## [EXERCISE AIM]
Scan the records for lines with the word "position", and copy every such line.

Dataset entries:

//! Notifications published by the client.

use std::fmt;

use billionaire_protocol::Command;

/// Something the client saw or did.
///
/// Delivered over a `tokio::sync::broadcast` channel from
/// [`BillionaireClient::subscribe`](crate::BillionaireClient::subscribe).
/// `Received` is published *after* the command has been applied, so a
/// subscriber that reads a snapshot on `Received` sees its effect.
#[derive(Debug, Clone)]
pub enum Event {
    /// An inbound command, already applied to the game state.
    Received(Command),

    /// An outbound command, now on the wire.
    Sent(Command),

    /// An inbound frame was discarded. The session continues.
    FrameDropped { reason: String },

    /// The session is over. Always the last event.
    Disconnected { reason: String },
}

/// Why a session ended without a transport error.
#[derive(Debug, Clone, Copy, PartialEq, Eq)]
pub enum SessionEnd {
    /// The server closed the connection.
    ServerClosed,
    /// [`BillionaireClient::shutdown`](crate::BillionaireClient::shutdown)
    /// was called, or the client was dropped.
    Shutdown,
}

impl fmt::Display for SessionEnd {
    fn fmt(&self, f: &mut fmt::Formatter<'_>) -> fmt::Result {
        match self {
            SessionEnd::ServerClosed => f.write_str("server closed the connection"),
            SessionEnd::Shutdown => f.write_str("client shut down"),
        }
    }
}
//! The ordered set of commands carried by one frame.

use serde::{Deserialize, Serialize};

use crate::{Command, CommandKind};

/// The commands in one frame, in wire order, at most one per kind.
///
/// Order matters: the client dispatches commands in exactly this order.
/// Uniqueness is by kind (see [`Command`]'s equality): pushing a second
/// command of a kind already present **replaces** the first in place,
/// keeping its position. A batch therefore never holds two NEW_OFFERs.
///
/// Decoding applies the same rule, so a server batch that repeats a kind
/// keeps the position of the first and the attributes of the last.
#[derive(Debug, Clone, Default, PartialEq, Eq)]
pub struct CommandBatch {
    commands: Vec<Command>,
}

/// `{"commands": [...]}`; the only shape a frame can take.
#[derive(Deserialize)]
struct WireBatch {
    commands: Vec<Command>,
}

impl CommandBatch {
    /// Creates an empty batch.
    pub fn new() -> Self {
        Self::default()
    }

    /// Adds `command`, replacing any command of the same kind.
    ///
    /// Returns the replaced command, if there was one.
    pub fn push(&mut self, command: Command) -> Option<Command> {
        match self.commands.iter_mut().find(|c| **c == command) {
            Some(slot) => Some(std::mem::replace(slot, command)),
            None => {
                self.commands.push(command);
                None
            }
        }
    }

    /// Builder form of [`push`](Self::push).
    pub fn with(mut self, command: Command) -> Self {
        self.push(command);
        self
    }

    /// The command of `kind`, if present.
    pub fn get(&self, kind: CommandKind) -> Option<&Command> {
        self.commands.iter().find(|c| **c == kind)
    }

    /// Returns `true` if a command of `kind` is present.
    pub fn contains(&self, kind: CommandKind) -> bool {
        self.get(kind).is_some()
    }

    /// Number of commands.
    pub fn len(&self) -> usize {
        self.commands.len()
    }

    /// Returns `true` if there are no commands.
    pub fn is_empty(&self) -> bool {
        self.commands.is_empty()
    }

    /// Commands in wire order.
    pub fn iter(&self) -> std::slice::Iter<'_, Command> {
        self.commands.iter()
    }
}

impl Serialize for CommandBatch {
    fn serialize<S: serde::Serializer>(&self, serializer: S) -> Result<S::Ok, S::Error> {
        #[derive(Serialize)]
        struct WireRef<'a> {
            commands: &'a [Command],
        }
        WireRef {
            commands: &self.commands,
        }
        .serialize(serializer)
    }
}

impl<'de> Deserialize<'de> for CommandBatch {
    fn deserialize<D: serde::Deserializer<'de>>(deserializer: D) -> Result<Self, D::Error> {
        let wire = WireBatch::deserialize(deserializer)?;
        Ok(wire.commands.into_iter().collect())
    }
}

impl From<Command> for CommandBatch {
    fn from(command: Command) -> Self {
        Self {
            commands: vec![command],
        }
    }
}

impl From<Vec<Command>> for CommandBatch {
    fn from(commands: Vec<Command>) -> Self {
        commands.into_iter().collect()
    }
}

impl FromIterator<Command> for CommandBatch {
    fn from_iter<I: IntoIterator<Item = Command>>(iter: I) -> Self {
        let mut batch = CommandBatch::new();
        for command in iter {
            batch.push(command);
        }
        batch
    }
}

impl IntoIterator for CommandBatch {
    type Item = Command;
    type IntoIter = std::vec::IntoIter<Command>;

    fn into_iter(self) -> Self::IntoIter {
        self.commands.into_iter()
    }
}

impl<'a> IntoIterator for &'a CommandBatch {
    type Item = &'a Command;
    type IntoIter = std::slice::Iter<'a, Command>;

    fn into_iter(self) -> Self::IntoIter {
        self.commands.iter()
    }
}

## [EXERCISE OUTPUT]
/// keeping its position. A batch therefore never holds two NEW_OFFERs.
/// keeps the position of the first and the attributes of the last.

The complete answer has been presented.